** LISTED ENTRIES follows **
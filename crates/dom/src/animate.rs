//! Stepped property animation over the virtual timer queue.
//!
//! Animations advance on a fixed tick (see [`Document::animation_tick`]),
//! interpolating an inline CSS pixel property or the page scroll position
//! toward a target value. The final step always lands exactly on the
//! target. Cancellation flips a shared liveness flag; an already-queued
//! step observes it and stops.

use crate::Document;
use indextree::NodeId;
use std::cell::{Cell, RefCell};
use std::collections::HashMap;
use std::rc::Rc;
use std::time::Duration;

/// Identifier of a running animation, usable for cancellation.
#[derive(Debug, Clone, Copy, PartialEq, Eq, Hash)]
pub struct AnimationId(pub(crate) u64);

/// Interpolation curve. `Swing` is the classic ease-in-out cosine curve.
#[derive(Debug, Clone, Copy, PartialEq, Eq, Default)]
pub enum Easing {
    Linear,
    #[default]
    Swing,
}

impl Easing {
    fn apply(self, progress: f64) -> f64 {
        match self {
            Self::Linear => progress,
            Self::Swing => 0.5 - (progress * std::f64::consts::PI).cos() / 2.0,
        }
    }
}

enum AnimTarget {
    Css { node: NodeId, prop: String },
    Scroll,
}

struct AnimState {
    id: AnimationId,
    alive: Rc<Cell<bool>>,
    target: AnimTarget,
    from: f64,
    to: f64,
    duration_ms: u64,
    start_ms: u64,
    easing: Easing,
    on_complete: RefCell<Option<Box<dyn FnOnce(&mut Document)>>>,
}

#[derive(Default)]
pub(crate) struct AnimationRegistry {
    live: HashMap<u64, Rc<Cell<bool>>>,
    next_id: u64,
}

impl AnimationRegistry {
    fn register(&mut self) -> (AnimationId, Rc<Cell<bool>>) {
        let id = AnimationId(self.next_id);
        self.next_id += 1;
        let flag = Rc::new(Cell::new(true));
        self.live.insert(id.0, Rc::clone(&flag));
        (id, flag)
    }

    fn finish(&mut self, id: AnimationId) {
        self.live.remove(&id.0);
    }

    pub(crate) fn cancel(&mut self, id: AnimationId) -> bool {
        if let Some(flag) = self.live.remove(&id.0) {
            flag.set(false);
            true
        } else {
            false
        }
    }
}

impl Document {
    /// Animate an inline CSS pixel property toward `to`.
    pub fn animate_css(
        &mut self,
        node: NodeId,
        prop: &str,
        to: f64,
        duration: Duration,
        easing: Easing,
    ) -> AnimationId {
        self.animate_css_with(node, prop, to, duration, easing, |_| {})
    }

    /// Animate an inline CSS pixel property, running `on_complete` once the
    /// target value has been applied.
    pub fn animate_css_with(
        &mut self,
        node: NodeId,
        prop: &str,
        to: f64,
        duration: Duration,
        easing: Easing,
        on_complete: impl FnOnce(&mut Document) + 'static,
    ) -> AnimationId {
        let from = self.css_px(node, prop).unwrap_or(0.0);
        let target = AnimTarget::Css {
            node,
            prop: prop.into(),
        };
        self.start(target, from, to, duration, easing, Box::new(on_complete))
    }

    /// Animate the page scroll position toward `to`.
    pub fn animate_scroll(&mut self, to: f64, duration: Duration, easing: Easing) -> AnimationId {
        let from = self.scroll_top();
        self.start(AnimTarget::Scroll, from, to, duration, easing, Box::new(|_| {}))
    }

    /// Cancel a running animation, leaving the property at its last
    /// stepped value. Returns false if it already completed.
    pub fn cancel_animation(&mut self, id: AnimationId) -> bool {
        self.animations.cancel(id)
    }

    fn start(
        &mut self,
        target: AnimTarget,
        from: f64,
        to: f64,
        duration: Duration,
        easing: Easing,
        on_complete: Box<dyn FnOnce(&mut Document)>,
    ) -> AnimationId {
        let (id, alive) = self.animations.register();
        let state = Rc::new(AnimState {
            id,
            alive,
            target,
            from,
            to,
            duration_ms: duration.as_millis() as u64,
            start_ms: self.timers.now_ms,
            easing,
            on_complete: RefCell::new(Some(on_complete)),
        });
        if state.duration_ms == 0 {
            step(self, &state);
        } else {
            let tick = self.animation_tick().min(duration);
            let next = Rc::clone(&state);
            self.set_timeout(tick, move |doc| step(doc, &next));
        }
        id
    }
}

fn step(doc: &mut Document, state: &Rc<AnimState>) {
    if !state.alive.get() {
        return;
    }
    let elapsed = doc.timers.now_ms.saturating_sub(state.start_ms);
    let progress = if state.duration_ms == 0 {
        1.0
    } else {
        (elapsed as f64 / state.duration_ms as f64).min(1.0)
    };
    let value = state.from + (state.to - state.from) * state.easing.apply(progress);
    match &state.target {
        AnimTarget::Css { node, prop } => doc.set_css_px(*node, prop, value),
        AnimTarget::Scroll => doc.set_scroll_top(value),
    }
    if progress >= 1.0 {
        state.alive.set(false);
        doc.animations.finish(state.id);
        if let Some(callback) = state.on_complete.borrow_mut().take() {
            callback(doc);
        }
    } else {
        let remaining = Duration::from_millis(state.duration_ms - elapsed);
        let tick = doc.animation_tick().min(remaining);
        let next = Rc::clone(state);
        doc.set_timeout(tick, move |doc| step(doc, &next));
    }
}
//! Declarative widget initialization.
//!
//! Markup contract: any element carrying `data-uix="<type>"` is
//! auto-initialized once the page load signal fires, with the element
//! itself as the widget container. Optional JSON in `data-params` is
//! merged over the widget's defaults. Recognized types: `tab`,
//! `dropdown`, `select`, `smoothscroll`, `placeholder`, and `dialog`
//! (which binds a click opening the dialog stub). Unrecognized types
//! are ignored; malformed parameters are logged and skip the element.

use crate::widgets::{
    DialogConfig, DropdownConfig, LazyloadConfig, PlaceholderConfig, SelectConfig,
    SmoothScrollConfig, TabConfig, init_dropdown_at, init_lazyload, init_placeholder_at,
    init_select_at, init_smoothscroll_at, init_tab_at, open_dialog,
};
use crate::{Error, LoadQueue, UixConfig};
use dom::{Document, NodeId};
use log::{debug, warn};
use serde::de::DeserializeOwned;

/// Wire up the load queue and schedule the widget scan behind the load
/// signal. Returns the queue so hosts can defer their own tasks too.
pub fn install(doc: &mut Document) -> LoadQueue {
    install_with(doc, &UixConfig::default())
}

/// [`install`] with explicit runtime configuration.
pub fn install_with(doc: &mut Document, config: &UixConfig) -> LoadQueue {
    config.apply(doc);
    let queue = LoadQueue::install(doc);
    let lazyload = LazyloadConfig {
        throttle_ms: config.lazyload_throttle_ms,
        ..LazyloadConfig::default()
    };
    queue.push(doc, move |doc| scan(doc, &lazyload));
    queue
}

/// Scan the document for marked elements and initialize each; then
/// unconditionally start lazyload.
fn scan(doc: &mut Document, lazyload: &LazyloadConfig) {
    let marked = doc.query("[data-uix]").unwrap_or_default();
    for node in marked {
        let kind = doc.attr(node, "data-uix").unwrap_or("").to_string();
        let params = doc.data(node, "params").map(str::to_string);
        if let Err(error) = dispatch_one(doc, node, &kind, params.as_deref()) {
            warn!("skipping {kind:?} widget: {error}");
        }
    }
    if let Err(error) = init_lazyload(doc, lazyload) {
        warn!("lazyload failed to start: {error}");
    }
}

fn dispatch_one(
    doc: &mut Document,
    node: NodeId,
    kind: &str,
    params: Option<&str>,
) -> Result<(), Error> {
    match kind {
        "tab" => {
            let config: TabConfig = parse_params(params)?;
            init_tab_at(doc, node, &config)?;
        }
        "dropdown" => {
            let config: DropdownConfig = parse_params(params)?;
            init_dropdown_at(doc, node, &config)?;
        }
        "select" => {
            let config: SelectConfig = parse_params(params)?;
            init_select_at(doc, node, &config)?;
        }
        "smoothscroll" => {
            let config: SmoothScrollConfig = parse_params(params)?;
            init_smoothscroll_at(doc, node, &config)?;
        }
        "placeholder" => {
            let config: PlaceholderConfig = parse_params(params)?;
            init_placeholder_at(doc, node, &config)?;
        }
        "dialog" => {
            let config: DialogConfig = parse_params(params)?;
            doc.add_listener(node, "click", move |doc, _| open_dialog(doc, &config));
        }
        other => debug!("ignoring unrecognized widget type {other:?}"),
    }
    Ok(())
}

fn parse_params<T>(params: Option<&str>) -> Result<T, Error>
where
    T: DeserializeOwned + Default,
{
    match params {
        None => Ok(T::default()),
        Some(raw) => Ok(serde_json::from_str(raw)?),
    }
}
** End of LISTED ENTRIES **
▸ ACTIVITY
Output each line exactly, from the first line of the data down to the line that contains "self.live.insert(id.0, Rc::clone(&flag));", both included.

▸ SOLUTION TO THIS TASK
filename crates/dom/src/animate.rs
//! Stepped property animation over the virtual timer queue.
//!
//! Animations advance on a fixed tick (see [`Document::animation_tick`]),
//! interpolating an inline CSS pixel property or the page scroll position
//! toward a target value. The final step always lands exactly on the
//! target. Cancellation flips a shared liveness flag; an already-queued
//! step observes it and stops.

use crate::Document;
use indextree::NodeId;
use std::cell::{Cell, RefCell};
use std::collections::HashMap;
use std::rc::Rc;
use std::time::Duration;

/// Identifier of a running animation, usable for cancellation.
#[derive(Debug, Clone, Copy, PartialEq, Eq, Hash)]
pub struct AnimationId(pub(crate) u64);

/// Interpolation curve. `Swing` is the classic ease-in-out cosine curve.
#[derive(Debug, Clone, Copy, PartialEq, Eq, Default)]
pub enum Easing {
    Linear,
    #[default]
    Swing,
}

impl Easing {
    fn apply(self, progress: f64) -> f64 {
        match self {
            Self::Linear => progress,
            Self::Swing => 0.5 - (progress * std::f64::consts::PI).cos() / 2.0,
        }
    }
}

enum AnimTarget {
    Css { node: NodeId, prop: String },
    Scroll,
}

struct AnimState {
    id: AnimationId,
    alive: Rc<Cell<bool>>,
    target: AnimTarget,
    from: f64,
    to: f64,
    duration_ms: u64,
    start_ms: u64,
    easing: Easing,
    on_complete: RefCell<Option<Box<dyn FnOnce(&mut Document)>>>,
}

#[derive(Default)]
pub(crate) struct AnimationRegistry {
    live: HashMap<u64, Rc<Cell<bool>>>,
    next_id: u64,
}

impl AnimationRegistry {
    fn register(&mut self) -> (AnimationId, Rc<Cell<bool>>) {
        let id = AnimationId(self.next_id);
        self.next_id += 1;
        let flag = Rc::new(Cell::new(true));
        self.live.insert(id.0, Rc::clone(&flag));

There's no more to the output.